Page:Hugo - Œuvres complètes, Impr. nat., Roman, tome I.djvu/40

Cette page a été validée par deux contributeurs.

II

Je m’assiérai près de vous, tandis que vous raconterez quelque histoire agréable pour tromper le temps.
Le Rév. Maturin, Bertram.


Le lecteur sait déjà que nous sommes à Drontheim, l’une des quatre principales villes de la Norvège, bien qu’elle ne fût pas la résidence du vice-roi. À l’époque où cette histoire se passe — en 1699 — le royaume de Norvège était encore uni au Danemark et gouverné par des vice-rois, dont le séjour était Bergen, cité plus grande, plus méridionale et plus belle que Drontheim, en dépit du surnom de mauvais goût que lui donnait le célèbre amiral Tromp.

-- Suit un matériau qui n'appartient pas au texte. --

//! Action dispatch integration tests
//!
//! Each test runs one intent through the dispatcher against a recording
//! executor and a scratch directory

use std::fs;
use std::path::Path;
use std::sync::Arc;

use serde_json::Map;
use tokio_util::sync::CancellationToken;

use alpha_assistant::config::{ActionConfig, CaptureWindow};
use alpha_assistant::intent::{ActionKind, Intent};
use alpha_assistant::voice::Capture;
use alpha_assistant::{ActionResult, DispatchContext, Dispatcher};

mod common;
use common::{RecordingExecutor, ScriptedListener, recording_feedback, test_actions};

struct Run {
    result: ActionResult,
    spoken: Vec<String>,
}

async fn dispatch_with(
    executor: &Arc<RecordingExecutor>,
    actions: ActionConfig,
    listener: ScriptedListener,
    intent: &Intent,
    utterance: &str,
) -> Run {
    let dispatcher = Dispatcher::new(Arc::clone(executor) as _, actions, CaptureWindow::SHORT);
    let mut listener = listener;
    let (mut feedback, spoken) = recording_feedback();
    let cancel = CancellationToken::new();

    let mut ctx = DispatchContext {
        listener: &mut listener,
        feedback: &mut feedback,
        cancel: &cancel,
        allow_followup: true,
    };
    let result = dispatcher.dispatch(intent, utterance, &mut ctx).await;

    let spoken = spoken.lock().unwrap().clone();
    Run { result, spoken }
}

async fn dispatch(dir: &Path, executor: &Arc<RecordingExecutor>, intent: &Intent) -> Run {
    dispatch_with(executor, test_actions(dir), ScriptedListener::new(), intent, "").await
}

fn intent(kind: ActionKind) -> Intent {
    Intent::new(kind, Map::new())
}

#[tokio::test]
async fn append_creates_then_extends_note() {
    let dir = tempfile::tempdir().unwrap();
    let executor = Arc::new(RecordingExecutor::new());
    let add = |item: &str| {
        intent(ActionKind::FileIo)
            .with_param("operation", "append")
            .with_param("file_name", "list")
            .with_param("content", item)
    };

    let run = dispatch(dir.path(), &executor, &add("milk")).await;
    assert_eq!(run.result, ActionResult::done());
    assert_eq!(run.spoken, vec!["Successfully added milk to list.txt."]);
    assert_eq!(fs::read_to_string(dir.path().join("list.txt")).unwrap(), "milk");

    dispatch(dir.path(), &executor, &add("eggs")).await;
    assert_eq!(
        fs::read_to_string(dir.path().join("list.txt")).unwrap(),
        "milk\neggs"
    );
}

#[tokio::test]
async fn unsupported_file_operation_is_spoken() {
    let dir = tempfile::tempdir().unwrap();
    let executor = Arc::new(RecordingExecutor::new());
    let run = dispatch(
        dir.path(),
        &executor,
        &intent(ActionKind::FileIo)
            .with_param("operation", "rename")
            .with_param("file_name", "list"),
    )
    .await;

    assert_eq!(run.result, ActionResult::failed());
    assert_eq!(run.spoken, vec!["The file operation 'rename' is not supported."]);
}

#[tokio::test]
async fn failed_power_action_names_the_command() {
    let dir = tempfile::tempdir().unwrap();
    let executor = Arc::new(RecordingExecutor::new().failing("power_action"));
    let run = dispatch(
        dir.path(),
        &executor,
        &intent(ActionKind::SystemControl).with_param("command", "shutdown"),
    )
    .await;

    assert_eq!(run.result, ActionResult::failed());
    assert_eq!(
        run.spoken,
        vec!["Sorry, the system control command 'shutdown' failed."]
    );
}

#[tokio::test]
async fn unrecognized_power_command_never_reaches_executor() {
    let dir = tempfile::tempdir().unwrap();
    let executor = Arc::new(RecordingExecutor::new());
    let run = dispatch(
        dir.path(),
        &executor,
        &intent(ActionKind::SystemControl).with_param("command", "self destruct"),
    )
    .await;

    assert!(!run.result.succeeded);
    assert!(executor.calls().is_empty());
}

#[tokio::test]
async fn lock_succeeds() {
    let dir = tempfile::tempdir().unwrap();
    let executor = Arc::new(RecordingExecutor::new());
    let run = dispatch(
        dir.path(),
        &executor,
        &intent(ActionKind::SystemControl).with_param("command", "lock"),
    )
    .await;

    assert_eq!(executor.calls(), vec!["power_action:lock"]);
    assert_eq!(run.spoken, vec!["System locked."]);
}

#[tokio::test]
async fn knowledge_reply_saved_on_yes() {
    let dir = tempfile::tempdir().unwrap();
    let executor = Arc::new(RecordingExecutor::new());
    let answer = intent(ActionKind::KnowledgeReply).with_param("answer", "Paris.");

    let run = dispatch_with(
        &executor,
        test_actions(dir.path()),
        ScriptedListener::new().hear("yes please"),
        &answer,
        "what is the capital of france",
    )
    .await;

    assert_eq!(run.result, ActionResult::done());
    assert_eq!(run.spoken[0], "Paris.");
    assert_eq!(run.spoken.last().unwrap(), "Saved the response to my memory.");

    let log = fs::read_to_string(dir.path().join("responses.txt")).unwrap();
    assert!(log.contains("Question: what is the capital of france"));
    assert!(log.contains("\nParis.\n"));
}

#[tokio::test]
async fn knowledge_reply_asks_again_after_silence() {
    let dir = tempfile::tempdir().unwrap();
    let executor = Arc::new(RecordingExecutor::new());
    let answer = intent(ActionKind::KnowledgeReply).with_param("answer", "Paris.");

    let run = dispatch_with(
        &executor,
        test_actions(dir.path()),
        ScriptedListener::new().then(Capture::Silence).hear("yes"),
        &answer,
        "capital of france",
    )
    .await;

    assert!(run.spoken.contains(
        &"I didn't catch that. Do you want me to save it? Say yes or no.".to_string()
    ));
    assert!(dir.path().join("responses.txt").exists());
}

#[tokio::test]
async fn knowledge_reply_not_saved_on_no_or_silence() {
    let dir = tempfile::tempdir().unwrap();
    let executor = Arc::new(RecordingExecutor::new());
    let answer = intent(ActionKind::KnowledgeReply).with_param("answer", "Paris.");

    let run = dispatch_with(
        &executor,
        test_actions(dir.path()),
        ScriptedListener::new().hear("no, don't save"),
        &answer,
        "capital of france",
    )
    .await;
    assert_eq!(run.spoken.last().unwrap(), "Okay, I won't save it.");

    // Both listens silent
    let run = dispatch_with(
        &executor,
        test_actions(dir.path()),
        ScriptedListener::new(),
        &answer,
        "capital of france",
    )
    .await;
    assert_eq!(run.spoken.last().unwrap(), "Okay, I won't save it.");
    assert!(!dir.path().join("responses.txt").exists());
}

#[tokio::test]
async fn web_search_uses_requested_or_default_engine() {
    let dir = tempfile::tempdir().unwrap();
    let executor = Arc::new(RecordingExecutor::new());

    let run = dispatch(
        dir.path(),
        &executor,
        &intent(ActionKind::WebSearch)
            .with_param("query", "rust async")
            .with_param("engine", "duckduckgo"),
    )
    .await;
    assert_eq!(run.spoken, vec!["Searching DuckDuckGo for: rust async"]);

    dispatch(
        dir.path(),
        &executor,
        &intent(ActionKind::WebSearch).with_param("query", "tokio"),
    )
    .await;

    assert_eq!(
        executor.calls(),
        vec![
            "open_url:https://duckduckgo.com/?q=rust+async",
            "open_url:https://www.google.com/search?q=tokio",
        ]
    );
}

#[tokio::test]
async fn website_gets_scheme_and_browser_failure_is_spoken() {
    let dir = tempfile::tempdir().unwrap();
    let executor = Arc::new(RecordingExecutor::new().failing("open_url"));
    let run = dispatch(
        dir.path(),
        &executor,
        &intent(ActionKind::OpenWebsite).with_param("url", "example.com"),
    )
    .await;

    assert_eq!(executor.calls(), vec!["open_url:https://example.com"]);
    assert_eq!(run.result, ActionResult::failed());
    assert_eq!(
        run.spoken,
        vec![
            "Opening https://example.com",
            "Sorry, I couldn't open the browser."
        ]
    );
}

#[tokio::test]
async fn volume_operations() {
    let dir = tempfile::tempdir().unwrap();
    let executor = Arc::new(RecordingExecutor::new());

    let run = dispatch(
        dir.path(),
        &executor,
        &intent(ActionKind::VolumeControl)
            .with_param("operation", "set")
            .with_param("value", 60),
    )
    .await;
    assert_eq!(run.spoken, vec!["Volume set to 60 percent."]);

    let run = dispatch(
        dir.path(),
        &executor,
        &intent(ActionKind::VolumeControl).with_param("operation", "increase"),
    )
    .await;
    assert_eq!(run.spoken, vec!["Volume increased by 10 percent."]);

    let run = dispatch(
        dir.path(),
        &executor,
        &intent(ActionKind::VolumeControl).with_param("operation", "set"),
    )
    .await;
    assert_eq!(run.spoken, vec!["I need a volume level to set."]);

    assert_eq!(
        executor.calls(),
        vec!["set_volume:Set(60)", "set_volume:Increase(10)"]
    );
}

#[tokio::test]
async fn close_failure_is_spoken() {
    let dir = tempfile::tempdir().unwrap();
    let executor = Arc::new(RecordingExecutor::new().failing("close_app"));
    let run = dispatch(
        dir.path(),
        &executor,
        &intent(ActionKind::CloseApplication).with_param("app_name", "spotify"),
    )
    .await;

    assert_eq!(
        run.spoken,
        vec![
            "Attempting to close spotify.",
            "Sorry, I couldn't close the application or it wasn't running: spotify."
        ]
    );
}

#[tokio::test]
async fn missing_parameters_prompt_without_executing() {
    let dir = tempfile::tempdir().unwrap();
    let executor = Arc::new(RecordingExecutor::new());

    let run = dispatch(dir.path(), &executor, &intent(ActionKind::OpenApplication)).await;
    assert_eq!(run.spoken, vec!["I need an application name to open."]);

    let run = dispatch(
        dir.path(),
        &executor,
        &intent(ActionKind::WindowControl).with_param("command", "shrink"),
    )
    .await;
    assert_eq!(run.spoken, vec!["Unknown window control command: shrink"]);

    assert!(executor.calls().is_empty());
}

#[tokio::test]
async fn low_confidence_becomes_unknown_when_gated() {
    let dir = tempfile::tempdir().unwrap();
    let executor = Arc::new(RecordingExecutor::new());
    let mut actions = test_actions(dir.path());
    actions.min_confidence = 0.5;

    let guess = intent(ActionKind::OpenApplication)
        .with_param("app_name", "chrome")
        .with_confidence(0.2);
    let run = dispatch_with(&executor, actions, ScriptedListener::new(), &guess, "blorp").await;

    assert!(executor.calls().is_empty());
    assert_eq!(
        run.spoken,
        vec!["I'm sorry, I didn't understand the command. The NLU reason was: low confidence"]
    );
}

#[tokio::test]
async fn unknown_with_cue_requests_relisten() {
    let dir = tempfile::tempdir().unwrap();
    let executor = Arc::new(RecordingExecutor::new());
    let vague = Intent::unknown("ambiguous", "tell me about");

    let run = dispatch_with(
        &executor,
        test_actions(dir.path()),
        ScriptedListener::new(),
        &vague,
        "tell me about",
    )
    .await;

    assert_eq!(run.result, ActionResult::relisten());
    assert_eq!(run.spoken, vec!["What do you want me to explain about?"]);
}

#[tokio::test]
async fn window_gesture_runs_and_is_confirmed() {
    let dir = tempfile::tempdir().unwrap();
    let executor = Arc::new(RecordingExecutor::new());
    let run = dispatch(
        dir.path(),
        &executor,
        &intent(ActionKind::WindowControl).with_param("command", "Minimize"),
    )
    .await;

    assert_eq!(run.result, ActionResult::done());
    assert_eq!(executor.calls(), vec!["window_gesture:Minimize"]);
    assert_eq!(run.spoken, vec!["Window minimized."]);
}

#[tokio::test]
async fn youtube_search_opens_results_page() {
    let dir = tempfile::tempdir().unwrap();
    let executor = Arc::new(RecordingExecutor::new());
    let run = dispatch(
        dir.path(),
        &executor,
        &intent(ActionKind::YoutubeSearch).with_param("query", "rust & tokio"),
    )
    .await;

    assert_eq!(run.result, ActionResult::done());
    assert_eq!(run.spoken, vec!["Searching YouTube for: rust & tokio"]);
    assert_eq!(
        executor.calls(),
        vec!["open_url:https://www.youtube.com/results?search_query=rust+%26+tokio"]
    );
}

#[tokio::test]
async fn response_log_failure_is_spoken() {
    let dir = tempfile::tempdir().unwrap();
    let executor = Arc::new(RecordingExecutor::new());

    // A regular file where the log's directory should be
    let blocker = dir.path().join("blocker");
    fs::write(&blocker, "").unwrap();
    let mut actions = test_actions(dir.path());
    actions.responses_path = blocker.join("responses.txt");

    let run = dispatch_with(
        &executor,
        actions,
        ScriptedListener::new().hear("yes"),
        &intent(ActionKind::KnowledgeReply).with_param("answer", "Paris."),
        "capital of france",
    )
    .await;

    assert_eq!(run.result, ActionResult::done());
    assert_eq!(
        run.spoken.last().unwrap(),
        "Sorry, I couldn't save the response due to an error."
    );
}

#[tokio::test]
async fn file_paths_cannot_leave_files_dir() {
    let outer = tempfile::tempdir().unwrap();
    let files = outer.path().join("files");
    fs::create_dir(&files).unwrap();
    let executor = Arc::new(RecordingExecutor::new());

    let run = dispatch(
        &files,
        &executor,
        &intent(ActionKind::FileIo)
            .with_param("operation", "create")
            .with_param("file_name", "../outside")
            .with_param("content", "x"),
    )
    .await;

    assert_eq!(run.result, ActionResult::failed());
    assert_eq!(
        run.spoken,
        vec!["Sorry, I can only work with files inside my files folder, not '../outside'."]
    );
    assert!(!outer.path().join("outside.txt").exists());
}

Drontheim offre un aspect agréable lorsqu’on y arrive par le golfe auquel cette ville donne son nom ; le port assez large, quoique les vaisseaux n’y entrent pas aisément en tout temps, ne présentait toutefois alors que l’apparence d’un long canal, bordé à droite de navires danois et norvégiens, à gauche de navires étrangers, division prescrite par les ordonnances. On voit dans le fond la ville assise sur une plaine bien cultivée, et surmontée par les hautes aiguilles de sa cathédrale. Cette église, un des plus beaux morceaux de l’architecture gothique, comme on peut en juger par le livre du professeur Shœnning — si savamment cité par Spiagudry — qui la décrivit avant que de fréquents incendies ne l’eussent ravagée, portait sur sa flèche principale la croix épiscopale, signe distinctif de la cathédrale de l’évêché luthérien de Drontheim. Au-dessus de la ville, on aperçoit dans un lointain bleuâtre les cimes blanches et grêles des monts de Kole, pareilles aux fleurons aigus d’une couronne antique.

Au milieu du port, à une portée de canon du rivage, s’élève, sur une masse de rochers battus des flots, la solitaire forteresse de Munckholm, sombre prison qui renfermait alors un captif célèbre par l’éclat de ses longues prospérités et de ses rapides disgrâces.

Schumacker, né dans un rang obscur, avait été comblé des faveurs de son maître, puis précipité du fauteuil de grand-chancelier de Danemark et de Norvège sur le banc des traîtres, puis traîné sur l’échafaud, et de là jeté par grâce dans un cachot isolé à l’extrémité des deux royaumes. Ses créatures l’avaient renversé, sans qu’il eût droit de crier à l’ingratitude. Pouvait-il se plaindre de voir se briser sous ses pieds des échelons qu’il n’avait placés si haut que pour s’élever lui-même ?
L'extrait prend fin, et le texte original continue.